Thick Love (Thin Love, #2)(19)



Leann shook her head at my mother’s complaint. “You know of anyone that can help her out, Ransom? There has to be some girl you know that needs a little extra cash. Maybe one of your classmates?”

“The girls I know aren’t the kind that are cool with watching kids.” Another crash sounded from the play room, louder than Dad’s cursing or the amused laughter Koa released. “Especially that kid.”

“What does that mean anyway?” Mom’s voice was higher than normal. “‘The girls you know?’” A small smirk and a lewd waggle of my eyebrows had my mother wincing. “You know what?” She paused dramatically. “I don’t wanna know.”

“Nope. You really don’t.” Mom’s laugh that time wasn’t as amused and just then I spotted the dark circles under her eyes. They made her look even more exhausted than I’d first noticed. Then, something occurred to me. “Hey, Leann? Doesn’t your sister-in-law own a daycare?”

“That’s not an option,” Mom instantly answered for her cousin.

“She’s being picky.” Leann sat back and took to moving her cell between her fingers. “Keira thinks someone from the daycare could be carrying Ebola or something.”

“Koa has been sick a lot,” Mom argued, shaking her head at Leann when she laughed. “I’m just being cautious.”

“You’re being anal.”

“Don’t you have a studio full of dancers to go check on?”

Leann looked at her cell, frowning before she left her chair. “I do, actually. I’ll ask around there. But seriously, keep your eyes open, okay Ransom?”

“Yeah, Leann. Sure.”

She called a goodbye to my dad, kissed Mom’s cheek and was nearly to the door before she turned back to me. “And speaking of the dance studio, don’t you even think about skipping that meeting at 2:00. You promised, Ransom.”

Shit. I had, but damn that had been a month ago when Tristian begged me to help him out with his mom’s recital. Then the little shit took off for a semester abroad in France leaving me high and dry with the volunteering bullshit. I frowned at my cousin, silently praying this volunteering gig wouldn’t have me pushed around a bunch of grinning, awkward dancers who needed a warm body to practice on. Leann had forced Tristian and me to learn technique and dances ages back. We were always guinea pigs for her and her students. It was rarely fun despite us both having a little dance skill. But Leann didn’t need me sitting around listening to a bunch of dancers yammering on about lighting and costumes for a recital that was still months away. “Leann, you don’t really need me, do you? Besides, I just got here.”

“It’s in an hour,” she said as though I hadn’t said a word.

God, the women in this family were stubborn. I was going to say something else, maybe put on some of that Hale charm I’d been born with, but then my mother kicked my leg under the table and I realized it was hopeless. They’d gang up on me, no doubt, and Dad wouldn’t be any help either. He was more scared of them than I was.

“Fine. I’ll be there,” I sighed. When the door closed behind Leann, I glared at my mom, annoyed that she’d pushed me into driving all the way back to town for no good damn reason. “Happy?” I asked her, grunting when she smiled.

“Yeah. Now I am.”





4





November, 2014





He sat on the hood of his car, looking thinner than he had when I first met him. Ransom was still large—too large for a teenager, though I didn’t think about his age, only the beautiful lines of his body and the deep, deep sadness that lived in his eyes.

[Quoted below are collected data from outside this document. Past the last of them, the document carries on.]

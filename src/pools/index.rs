//! Direction-agnostic lookup over the pool dataset

use std::collections::HashMap;
use tracing::warn;
use crate::types::{PoolRecord, TokenId};

type PairKey = (TokenId, TokenId);

fn pair_key(a: &TokenId, b: &TokenId) -> PairKey {
    if a <= b { (a.clone(), b.clone()) } else { (b.clone(), a.clone()) }
}

/// Pool records keyed by their unordered token pair.
#[derive(Debug, Default)]
pub struct PoolIndex {
    pools: Vec<PoolRecord>,
    by_pair: HashMap<PairKey, usize>,
}

impl PoolIndex {
    pub fn new(pools: Vec<PoolRecord>) -> Self {
        let mut by_pair = HashMap::with_capacity(pools.len());
        let mut duplicates = 0usize;

        for (i, pool) in pools.iter().enumerate() {
            let key = pair_key(&pool.token0.id, &pool.token1.id);
            // First record wins, matching a linear scan of the dataset.
            if by_pair.contains_key(&key) {
                duplicates += 1;
            } else {
                by_pair.insert(key, i);
            }
        }

        if duplicates > 0 {
            warn!("⚠️ {} duplicate pool records ignored (first record per pair kept)", duplicates);
        }

        Self { pools, by_pair }
    }

    pub fn find(&self, a: &TokenId, b: &TokenId) -> Option<&PoolRecord> {
        self.by_pair.get(&pair_key(a, b)).map(|&i| &self.pools[i])
    }

    pub fn len(&self) -> usize {
        self.pools.len()
    }

    pub fn is_empty(&self) -> bool {
        self.pools.is_empty()
    }

    pub fn pair_count(&self) -> usize {
        self.by_pair.len()
    }
}
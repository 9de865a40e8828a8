//! Candidate cycle loading

use anyhow::Context;
use std::{fs, path::Path};
use tracing::{info, warn};
use crate::{
    errors::{AuditError, AuditResult},
    types::Opportunity,
};

pub fn load_opportunities(path: &Path) -> AuditResult<Vec<Opportunity>> {
    let raw = fs::read_to_string(path)
        .with_context(|| format!("reading opportunities {}", path.display()))
        .map_err(|e| AuditError::fatal("load opportunities", e))?;
    let opportunities = parse_opportunities(&raw)?;
    info!("📂 Loaded {} candidate cycles from {}", opportunities.len(), path.display());
    Ok(opportunities)
}

/// Parses the candidate list. Short and open paths are kept and flagged; the auditor
/// decides what happens to them.
pub fn parse_opportunities(raw: &str) -> AuditResult<Vec<Opportunity>> {
    let opportunities: Vec<Opportunity> = serde_json::from_str(raw)
        .context("opportunity list is not a JSON array of cycles")
        .map_err(|e| AuditError::fatal("load opportunities", e))?;

    for (offset, opportunity) in opportunities.iter().enumerate() {
        let index = offset + 1;
        if opportunity.path.len() < 2 {
            warn!("Cycle #{} has a {}-token path and will fail", index, opportunity.path.len());
        } else if !opportunity.is_closed() {
            warn!(
                "Cycle #{} is open ({} -> {}); auditing anyway",
                index,
                opportunity.path[0],
                opportunity.path[opportunity.path.len() - 1]
            );
        }
    }
    Ok(opportunities)
}
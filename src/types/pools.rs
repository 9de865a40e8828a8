//! Pool snapshot records from the real-world dataset

use serde::{Deserialize, Deserializer};
use serde_json::Value;
use super::TokenId;

/// One side of a pool as it appears in the dataset.
#[derive(Debug, Clone, Deserialize)]
pub struct PoolToken {
    pub id: TokenId,
    #[serde(default, deserialize_with = "decimals_from_any")]
    pub decimals: Option<u8>,
    #[serde(default)]
    pub symbol: Option<String>,
}

/// A real-world liquidity snapshot for one unordered token pair.
#[derive(Debug, Clone, Deserialize)]
pub struct PoolRecord {
    #[serde(default)]
    pub id: Option<String>,
    pub token0: PoolToken,
    pub token1: PoolToken,
    #[serde(deserialize_with = "amount_from_any")]
    pub reserve0: String,
    #[serde(deserialize_with = "amount_from_any")]
    pub reserve1: String,
    #[serde(default, rename = "reserveUSD")]
    pub reserve_usd: Option<String>,
}

/// A pool record viewed in the direction of a hop.
#[derive(Debug, Clone, PartialEq, Eq)]
pub struct OrientedReserves<'a> {
    pub reserve_in: &'a str,
    pub reserve_out: &'a str,
    pub decimals_in: u8,
    pub decimals_out: u8,
}

impl PoolRecord {
    pub fn connects(&self, a: &TokenId, b: &TokenId) -> bool {
        (self.token0.id == *a && self.token1.id == *b) || (self.token0.id == *b && self.token1.id == *a)
    }

    /// Reserves and decimals ordered so the `from` token comes first.
    pub fn oriented(&self, from: &TokenId, default_decimals: u8) -> OrientedReserves<'_> {
        let (input, output, reserve_in, reserve_out) = if self.token0.id == *from {
            (&self.token0, &self.token1, &self.reserve0, &self.reserve1)
        } else {
            (&self.token1, &self.token0, &self.reserve1, &self.reserve0)
        };

        OrientedReserves {
            reserve_in,
            reserve_out,
            decimals_in: input.decimals.unwrap_or(default_decimals),
            decimals_out: output.decimals.unwrap_or(default_decimals),
        }
    }

    pub fn label(&self) -> String {
        match (&self.token0.symbol, &self.token1.symbol) {
            (Some(a), Some(b)) => format!("{a}/{b}"),
            _ => format!("{}/{}", self.token0.id, self.token1.id),
        }
    }
}

fn amount_from_any<'de, D: Deserializer<'de>>(deserializer: D) -> Result<String, D::Error> {
    match Value::deserialize(deserializer)? {
        Value::String(s) => Ok(s),
        Value::Number(n) => Ok(n.to_string()),
        Value::Null => Ok(String::new()),
        other => Err(serde::de::Error::custom(format!("expected amount, got {other}"))),
    }
}

fn decimals_from_any<'de, D: Deserializer<'de>>(deserializer: D) -> Result<Option<u8>, D::Error> {
    match Value::deserialize(deserializer)? {
        Value::Null => Ok(None),
        Value::Number(n) => n
            .as_u64()
            .and_then(|d| u8::try_from(d).ok())
            .map(Some)
            .ok_or_else(|| serde::de::Error::custom(format!("invalid decimals {n}"))),
        Value::String(s) if s.trim().is_empty() => Ok(None),
        Value::String(s) => s
            .trim()
            .parse::<u8>()
            .map(Some)
            .map_err(|e| serde::de::Error::custom(format!("invalid decimals {s:?}: {e}"))),
        other => Err(serde::de::Error::custom(format!("expected decimals, got {other}"))),
    }
}

#[cfg(test)]
mod tests {
    use super::*;

    fn usdc_weth() -> PoolRecord {
        serde_json::from_str(
            r#"{
                "id": "0xb4e16d0168e52d35cacd2c6185b44281ec28c9dc",
                "token0": { "id": "0xA0b86991c6218b36c1d19D4a2e9Eb0cE3606eB48", "decimals": "6", "symbol": "USDC" },
                "token1": { "id": "0xC02aaA39b223FE8D0A0e5C4F27eAD9083C756Cc2", "symbol": "WETH" },
                "reserve0": "41234567.123456",
                "reserve1": 12345.5,
                "reserveUSD": "82000000"
            }"#,
        )
        .unwrap()
    }

    #[test]
    fn parses_subgraph_shape() {
        let pool = usdc_weth();
        assert_eq!(pool.token0.decimals, Some(6));
        assert_eq!(pool.token1.decimals, None);
        assert_eq!(pool.reserve1, "12345.5");
        assert_eq!(pool.label(), "USDC/WETH");
    }

    #[test]
    fn orientation_follows_hop_direction() {
        let pool = usdc_weth();
        let usdc = TokenId::from("0xa0b86991c6218b36c1d19d4a2e9eb0ce3606eb48");
        let weth = TokenId::from("0xc02aaa39b223fe8d0a0e5c4f27ead9083c756cc2");

        let forward = pool.oriented(&usdc, 18);
        assert_eq!(forward.reserve_in, "41234567.123456");
        assert_eq!((forward.decimals_in, forward.decimals_out), (6, 18));

        let backward = pool.oriented(&weth, 18);
        assert_eq!(backward.reserve_in, "12345.5");
        assert_eq!(backward.reserve_out, "41234567.123456");
        assert_eq!((backward.decimals_in, backward.decimals_out), (18, 6));

        assert!(pool.connects(&weth, &usdc));
        assert!(pool.connects(&usdc, &weth));
    }

    #[test]
    fn rejects_out_of_range_decimals() {
        let raw = r#"{
            "token0": { "id": "0x1", "decimals": 300 },
            "token1": { "id": "0x2" },
            "reserve0": "1", "reserve1": "1"
        }"#;
        assert!(serde_json::from_str::<PoolRecord>(raw).is_err());
    }
}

There were bags under those eyes as he idly watched the traffic passing by, and his shoulders were tight, though he leaned on his elbows. In his hand he held a necklace, too small, too elegant to belong to him and I wondered if it was hers. That girl who was gone. Had he taken it? Had he made certain not everything of her vanished completely?

It was silver and held a charm that I couldn’t make out, even though it dangled from his fingers. The expression on his face reminded me of someone lost in thought, or maybe even praying. His whole attitude was aimless, like a tree branch drifting in a fast moving river, severed from the deep, earthy roots binding him to home.

That’s what Ransom had looked like to me that day, how he’d seemed to me ever since: drifting.





Present



Sometimes you can only escape, you can only feel completely free, when you are in solitude doing the thing that scorches your cells and makes you feel alive.

I found real, honest freedom in dance.

Tapping, twirling, pirouetting, pushing myself beyond my limits, breathing in the sweat-slick hardwood in front of mirrored walls, I discovered over and over again who I truly was. I fell apart, showed the world my soul, every hidden emotion, on the stage. Every day I let it tear me apart. Every night I put myself back together to do it all over again. I became everything and nothing I wanted to be all at once.

This freedom is real, part of all the good and bad I will ever be. And so I take this freedom and the lessons I’ve learned from every blister, every crooked toe, every aching muscle and show the world who I am through dance. We dancers tell a story with our bodies, moving through space, exuding all the emotions we otherwise keep hidden deep within ourselves; our struggles and our accomplishments on display with each movement.